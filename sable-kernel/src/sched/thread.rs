//! Thread lifecycle control
//!
//! Suspend/resume, scheduling parameter changes and migration between
//! cores. These are the operations behind the TCB invocations, and the
//! ones deletion uses to stop a thread before its TCB becomes a Zombie.

use sable_cap::{Cap, Cte, MdbNode, ObjectRef, SlotStore, TcbSlot, ThreadState};

use crate::machine::Ipi;
use crate::object::tcb::tcb_slot;
use crate::{KernelState, SchedulerAction};

impl KernelState {
    /// Stop a thread, abandoning any IPC it is blocked in.
    pub fn suspend(&mut self, t: ObjectRef) {
        self.cancel_ipc(t);
        if self.objects.tcb(t).state == ThreadState::Running {
            // Resume after the syscall, not in it.
            self.objects.tcb_mut(t).context.commit_next_ip();
        }
        self.set_thread_state(t, ThreadState::Inactive);
        self.tcb_sched_dequeue(t);
    }

    /// Resume a stopped thread at its restart point.
    pub fn restart(&mut self, t: ObjectRef) {
        if self.objects.tcb(t).state.is_stopped() {
            self.cancel_ipc(t);
            self.setup_reply_master(t);
            self.set_thread_state(t, ThreadState::Restart);
            self.tcb_sched_enqueue(t);
            self.possible_switch_to(t);
        }
    }

    /// Install the master reply capability every thread keeps in its
    /// reply slot.
    pub fn setup_reply_master(&mut self, t: ObjectRef) {
        let slot = tcb_slot(t, TcbSlot::Reply);
        if self.objects.cte(slot).is_empty() {
            *self.objects.cte_mut(slot) = Cte {
                cap: Cap::Reply {
                    tcb: t,
                    master: true,
                    can_grant: true,
                },
                mdb: MdbNode {
                    revocable: true,
                    first_badged: true,
                    ..MdbNode::NULL
                },
            };
        }
    }

    pub fn set_priority(&mut self, t: ObjectRef, priority: u8) {
        self.tcb_sched_dequeue(t);
        self.objects.tcb_mut(t).priority = priority;
        if self.objects.tcb(t).is_runnable() {
            if t == self.cur_thread() {
                self.reschedule_required();
            } else {
                self.possible_switch_to(t);
            }
        }
    }

    pub fn set_mcp(&mut self, t: ObjectRef, mcp: u8) {
        self.objects.tcb_mut(t).mcp = mcp;
    }

    /// Move a thread into another scheduling domain.
    pub fn set_domain(&mut self, t: ObjectRef, domain: u8) {
        self.tcb_sched_dequeue(t);
        self.objects.tcb_mut(t).domain = domain;
        if self.objects.tcb(t).is_runnable() {
            self.tcb_sched_enqueue(t);
        }
        if t == self.cur_thread() {
            self.reschedule_required();
        }
    }

    /// Migrate a thread to `core`.
    pub fn set_affinity(&mut self, t: ObjectRef, core: usize) {
        self.tcb_sched_dequeue(t);
        log::debug!("sched: migrate {} to core {}", t, core);
        self.objects.tcb_mut(t).affinity = core;
        if self.objects.tcb(t).is_runnable() {
            self.tcb_sched_append(t);
        }
        if t == self.cur_thread() {
            self.reschedule_required();
        }
    }

    /// If `t` is running on another core, stall that core on its idle
    /// thread so `t` can be modified.
    pub fn remote_tcb_stall(&mut self, t: ObjectRef) {
        let core = self.objects.tcb(t).affinity;
        if core == self.current_node || self.nodes[core].cur_thread != t {
            return;
        }
        log::trace!("sched: stall core {} running {}", core, t);
        if self.objects.tcb(t).is_runnable() {
            self.tcb_sched_enqueue(t);
        }
        let node = &mut self.nodes[core];
        node.cur_thread = node.idle_thread;
        node.action = SchedulerAction::ResumeCurrentThread;
        self.machine.send_ipi(1 << core, Ipi::Stall);
    }

    /// Give up the rest of the current time slice.
    pub fn handle_yield(&mut self) {
        let cur = self.cur_thread();
        self.tcb_sched_dequeue(cur);
        self.tcb_sched_append(cur);
        self.reschedule_required();
    }
}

◆ **Problem to work on**: Find the word "priority" in the material, then list each line that holds it.

◆ **Written answer**:
    pub fn set_priority(&mut self, t: ObjectRef, priority: u8) {
        self.objects.tcb_mut(t).priority = priority;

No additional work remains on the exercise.